Masalahnya, mesin cenderung menyukai satu bentuk tertentu: bahasa yang paling umum, wajah yang paling "terbaca", cerita yang paling cepat dikunyah.
Algoritma tak jahat; ia sekadar menyalurkan apa yang paling mudah bergerak. Tapi kemudahan itu pelan-pelan memukul hal-hal yang tidak efisien, ritual yang butuh waktu, pengetahuan yang diturunkan lewat laku tubuh, nafkah yang lahir dari proses yang panjang.

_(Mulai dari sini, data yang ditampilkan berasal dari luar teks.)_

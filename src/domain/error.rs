use serde::{Deserialize, Serialize};
use std::collections::BTreeMap;
use std::fmt;

/// Field name → messages, serialized as `{"field": ["message", ...]}`.
pub type FieldErrors = BTreeMap<String, Vec<String>>;

pub const NON_FIELD_ERRORS: &str = "non_field_errors";

#[derive(Debug, Serialize, Deserialize)]
pub enum AppError {
    Internal(String),
    NotFound(String),
    ValidationError(FieldErrors),
    ParseError(String),
    AuthError(String),
    Unauthorized(String),
    StorageError(String),
    DatabaseError(String),
    IoError(String),
}

impl AppError {
    /// Single-field validation failure.
    pub fn field(field: &str, message: impl Into<String>) -> Self {
        let mut errors = FieldErrors::new();
        errors.insert(field.to_string(), vec![message.into()]);
        AppError::ValidationError(errors)
    }

    /// First message of a validation error, or the display text otherwise.
    pub fn first_message(&self) -> String {
        match self {
            AppError::ValidationError(errors) => errors
                .values()
                .flat_map(|messages| messages.iter())
                .next()
                .cloned()
                .unwrap_or_else(|| "Invalid input".to_string()),
            other => other.to_string(),
        }
    }
}

impl fmt::Display for AppError {
    fn fmt(&self, f: &mut fmt::Formatter<'_>) -> fmt::Result {
        match self {
            AppError::Internal(msg) => write!(f, "Internal error: {}", msg),
            AppError::NotFound(msg) => write!(f, "Not found: {}", msg),
            AppError::ValidationError(errors) => {
                let joined = errors
                    .iter()
                    .map(|(field, messages)| format!("{}: {}", field, messages.join(" ")))
                    .collect::<Vec<_>>()
                    .join("; ");
                write!(f, "Validation error: {}", joined)
            }
            AppError::ParseError(msg) => write!(f, "Parse error: {}", msg),
            AppError::AuthError(msg) => write!(f, "Authentication error: {}", msg),
            AppError::Unauthorized(msg) => write!(f, "Unauthorized: {}", msg),
            AppError::StorageError(msg) => write!(f, "Storage error: {}", msg),
            AppError::DatabaseError(msg) => write!(f, "Database error: {}", msg),
            AppError::IoError(msg) => write!(f, "IO error: {}", msg),
        }
    }
}

impl std::error::Error for AppError {}

impl From<std::io::Error> for AppError {
    fn from(err: std::io::Error) -> Self {
        AppError::IoError(err.to_string())
    }
}

impl From<validator::ValidationErrors> for AppError {
    fn from(err: validator::ValidationErrors) -> Self {
        let mut errors = FieldErrors::new();
        for (field, field_errors) in err.field_errors() {
            let messages = field_errors
                .iter()
                .map(|e| {
                    e.message
                        .as_ref()
                        .map(|m| m.to_string())
                        .unwrap_or_else(|| e.code.to_string())
                })
                .collect();
            errors.insert(field.to_string(), messages);
        }
        AppError::ValidationError(errors)
    }
}

pub type Result<T> = std::result::Result<T, AppError>;

/// Failures seen by the desktop client; `Display` is shown to the user as is.
#[derive(Debug, Clone, PartialEq)]
pub enum ClientError {
    Timeout(u64),
    Network(String),
    Server { status: u16, message: String },
    Io(String),
    InvalidResponse(String),
}

impl fmt::Display for ClientError {
    fn fmt(&self, f: &mut fmt::Formatter<'_>) -> fmt::Result {
        match self {
            ClientError::Timeout(secs) => write!(f, "Upload timed out after {}s", secs),
            ClientError::Network(msg) => write!(f, "Connection failed: {}", msg),
            ClientError::Server { message, .. } => write!(f, "{}", message),
            ClientError::Io(msg) => write!(f, "Could not read file: {}", msg),
            ClientError::InvalidResponse(msg) => write!(f, "Unexpected server response: {}", msg),
        }
    }
}

impl std::error::Error for ClientError {}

Kalau bagian-bagian ini terpotong, yang tertinggal dari "tradisi" hanyalah kostum. Kita memotret motifnya, tapi kehilangan napasnya.Â
Campuran selalu ada: bumbu yang datang dari pelabuhan jauh, alat musik yang beradaptasi, kata serapan yang menjadi milik kita. Bedanya sekarang hanya laju.
Dulu, perpindahan referensi bergerak seperti arus sungai. Ia datang pelan, berkelok, membawa serpih-serpih dari hulu yang jauh. Kita sempat menimbangnya di tepian: mencium baunya, mencicipi sedikit, menolak sebagian. Ada jeda untuk bertanya pada orang tua, pada tetangga, pada diri sendiri.

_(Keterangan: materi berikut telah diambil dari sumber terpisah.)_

use std::sync::Arc;
use tracing::info;

use crate::domain::error::Result;
use crate::domain::report::{
    ReportFont, ReportLayout, ReportLine, Separator, PAGE_HEIGHT, PAGE_WIDTH,
};
use crate::domain::upload_record::UploadRecord;
use crate::infrastructure::db::upload_records::UploadRecordRepository;
use crate::infrastructure::pdf;

pub const REPORT_TITLE: &str = "Chemical Equipment Analysis Report";
pub const REPORT_FOOTER: &str = "Generated by Hybrid Visualizer App";

pub fn report_layout(record: &UploadRecord) -> ReportLayout {
    use ReportFont::*;

    let lines = vec![
        ReportLine::new(REPORT_TITLE, 750.0, Bold, 16.0),
        ReportLine::new(
            format!("Generated for Upload ID: {}", record.id),
            730.0,
            Regular,
            12.0,
        ),
        ReportLine::new(format!("Date: {}", record.formatted_date()), 715.0, Regular, 12.0),
        ReportLine::new(
            format!("Total Equipment Count: {}", record.total_count),
            670.0,
            Regular,
            12.0,
        ),
        ReportLine::new(
            format!("Average Temperature: {:.2} C", record.average_temperature),
            650.0,
            Regular,
            12.0,
        ),
        ReportLine::new(
            format!("Average Pressure: {:.2} atm", record.average_pressure),
            630.0,
            Regular,
            12.0,
        ),
        ReportLine::new(
            format!("Average Flowrate: {:.2} L/min", record.average_flowrate),
            610.0,
            Regular,
            12.0,
        ),
        ReportLine::new(REPORT_FOOTER, 50.0, Oblique, 10.0),
    ];

    ReportLayout {
        width: PAGE_WIDTH,
        height: PAGE_HEIGHT,
        lines,
        separators: vec![Separator {
            from: (100.0, 700.0),
            to: (500.0, 700.0),
        }],
    }
}

pub fn report_file_name(id: i64) -> String {
    format!("report_{}.pdf", id)
}

pub struct ReportUseCase {
    records: Arc<dyn UploadRecordRepository>,
}

impl ReportUseCase {
    pub fn new(records: Arc<dyn UploadRecordRepository>) -> Self {
        Self { records }
    }

    /// PDF bytes for one record; `NotFound` leaves nothing rendered.
    pub async fn render_for(&self, id: i64) -> Result<Vec<u8>> {
        let record = self.records.get_by_id(id).await?;
        let bytes = pdf::render(&report_layout(&record))?;
        info!(id, size = bytes.len(), "Rendered report");
        Ok(bytes)
    }
}

#[cfg(test)]
mod tests {
    use super::*;
    use crate::domain::error::AppError;
    use crate::domain::upload_record::NewUploadRecord;
    use crate::infrastructure::db::connection::init_memory_db;
    use crate::infrastructure::db::upload_records::SqliteUploadRecordRepository;
    use chrono::{TimeZone, Utc};

    fn record() -> UploadRecord {
        UploadRecord {
            id: 12,
            source_file: "uploads/x.csv".to_string(),
            original_name: None,
            uploaded_by: None,
            created_at: Utc.with_ymd_and_hms(2024, 1, 2, 3, 4, 5).unwrap(),
            total_count: 3,
            average_temperature: 20.0,
            average_pressure: 1.0 / 3.0,
            average_flowrate: 0.0,
        }
    }

    #[test]
    fn test_layout_text_and_positions() {
        let layout = report_layout(&record());
        let texts: Vec<&str> = layout.lines.iter().map(|l| l.text.as_str()).collect();
        assert_eq!(
            texts,
            vec![
                "Chemical Equipment Analysis Report",
                "Generated for Upload ID: 12",
                "Date: 2024-01-02 03:04",
                "Total Equipment Count: 3",
                "Average Temperature: 20.00 C",
                "Average Pressure: 0.33 atm",
                "Average Flowrate: 0.00 L/min",
                "Generated by Hybrid Visualizer App",
            ]
        );

        assert_eq!(layout.lines[0].font, ReportFont::Bold);
        assert_eq!(layout.lines[0].size, 16.0);
        assert_eq!(layout.lines[0].y, 750.0);
        let footer = layout.lines.last().unwrap();
        assert_eq!((footer.x, footer.y), (100.0, 50.0));
        assert_eq!(footer.font, ReportFont::Oblique);
        assert_eq!(layout.separators[0].to, (500.0, 700.0));
    }

    #[test]
    fn test_report_file_name() {
        assert_eq!(report_file_name(4), "report_4.pdf");
    }

    #[tokio::test]
    async fn test_render_for_existing_and_missing() {
        let records = Arc::new(SqliteUploadRecordRepository::new(
            init_memory_db().await.unwrap(),
        ));
        let created = records
            .create(NewUploadRecord {
                source_file: "uploads/a.csv".to_string(),
                original_name: None,
                uploaded_by: None,
                total_count: 5,
                average_temperature: 1.0,
                average_pressure: 2.0,
                average_flowrate: 3.0,
            })
            .await
            .unwrap();
        let reports = ReportUseCase::new(records);

        let bytes = reports.render_for(created.id).await.unwrap();
        assert!(bytes.starts_with(b"%PDF-"));

        assert!(matches!(
            reports.render_for(created.id + 100).await,
            Err(AppError::NotFound(_))
        ));
    }
}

Pengaruh luar tidak langsung menelan yang lokal; ia bernegosiasi---mencari celah di bahasa, di dapur, di nada musik---sampai akhirnya menyatu tanpa terasa.Â
Sekarang, pergeseran referensi lebih mirip ban berjalan. Lurus, konstan, terukur. Kita berdiri diam pun tetap bergerak, karena konten sudah disusun, disajikan, dan didorong ke depan mata.
Algoritma bukan sekadar peta; ia mandor ritme: apa yang muncul duluan, seberapa lama kita menatap, kapan kita membeli. Friksi menguap---autoplay, sekali klik, satu geser.
Penyaringan batin sering kalah cepat dari laju tayang. Maka kalau kita tidak sadar, kita ikut meluncur. Kalau terlalu waspada, kita berubah jadi polisi gaya yang sibuk menegur rambut orang. Dua-duanya meleset dari pusat perkara: ini bukan perang rambut; ini pergulatan makna.Â
Kadang aku bertanya, apa yang sebenarnya kita takutkan?
Mungkin bukan merahnya rambut, melainkan rasa kehilangan "kompas" yang dulu disuplai oleh ritual---cara menyapa, cara berkabung, cara merayakan.